TASK ITEM →
Each record needs to be transcribed exactly.
┌──
//! Vehicle-rental booking engine: registry, temporal conflict
//! resolution, booking lifecycle, availability queries, and owner
//! reporting, persisted through an append-only WAL. The embedding
//! service owns HTTP, auth, and images; it calls [`Engine`].

pub mod engine;
pub mod limits;
pub mod model;
pub mod observability;
pub mod wal;

pub use engine::{Engine, EngineError};
pub use model::{
    Actor, Booking, BookingStatus, DashboardData, NewVehicle, Role, Span, Vehicle,
};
└──
RESPONSE TO THE EXERCISE →
//! Vehicle-rental booking engine: registry, temporal conflict
//! resolution, booking lifecycle, availability queries, and owner
//! reporting, persisted through an append-only WAL. The embedding
//! service owns HTTP, auth, and images; it calls [`Engine`].

pub mod engine;
pub mod limits;
pub mod model;
pub mod observability;
pub mod wal;

pub use engine::{Engine, EngineError};
pub use model::{
    Actor, Booking, BookingStatus, DashboardData, NewVehicle, Role, Span, Vehicle,
};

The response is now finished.